In West Virginia and across the United States, divorced parents must follow child custody laws. Transgender parents may face additional difficulties when they try to gain custody or visitation rights to their children. One legal point of view centers on the fact that the child in a non-transgender setting is used to having a male father and a female mother. Growing up in a traditional family may offer a child emotional stability. The child may suffer from trauma when one of the parents has a sex change and declares that they are now a transgender person.
Some states do not grant transgender parents visitation rights.
Some states have strict laws about parents who become transgender individuals.
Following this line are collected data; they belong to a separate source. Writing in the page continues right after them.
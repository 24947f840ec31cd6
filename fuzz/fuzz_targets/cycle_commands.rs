#![no_main]

use libfuzzer_sys::fuzz_target;
use reel::cycle::CycleController;
use reel::model::MediaItem;
use std::path::PathBuf;

fuzz_target!(|data: &[u8]| {
    let mut cycle = CycleController::new();
    let len = data.first().map_or(0, |byte| usize::from(*byte % 32));
    cycle.load(
        (0..len)
            .map(|idx| MediaItem::from_path(&PathBuf::from(format!("item_{idx}.mp4"))))
            .collect(),
    );

    for byte in data.iter().skip(1) {
        match byte % 4 {
            0 => {
                cycle.advance_next();
            }
            1 => {
                cycle.advance_previous();
            }
            2 => {
                let handle = PathBuf::from(format!("item_{}.mp4", byte / 4));
                cycle.report_item_failed(&handle);
            }
            _ => {
                let handle = PathBuf::from(format!("item_{}.mp4", byte / 4));
                cycle.resume_at(&handle);
            }
        }

        let size = cycle.library().len();
        assert_eq!(cycle.order().len(), size);
        match cycle.cursor() {
            Some(cursor) => assert!(cursor < size),
            None => assert_eq!(size, 0),
        }
    }
});
//! Terminal output helpers for the xregex CLI.

pub mod output_format;
pub mod region_table;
These persons may lose their legal rights to child custody because the law may deem that same-sex parents do not have custody rights.
The moral issue focuses on the negative impact a child experiences when a parent decides to change their sexual identity. A father who decides later in life that he identifies himself as a female instead of a male may unwittingly cause trauma in the mind of their bewildered child. A judge favoring traditional family values may take away all parenting time from the transgender parent.
One parent may dispute the other parent’s rights.
Another possibility occurs when one of the parents deems the other parent as having mental problems that may cause their child to suffer from emotional stress. A judge typically favors heterosexual parents who do not identify as transgender people. Traditional values often influence judges. So, a situation involving a father who is now a woman or a mother who is now a man may present difficulties to the presiding judge.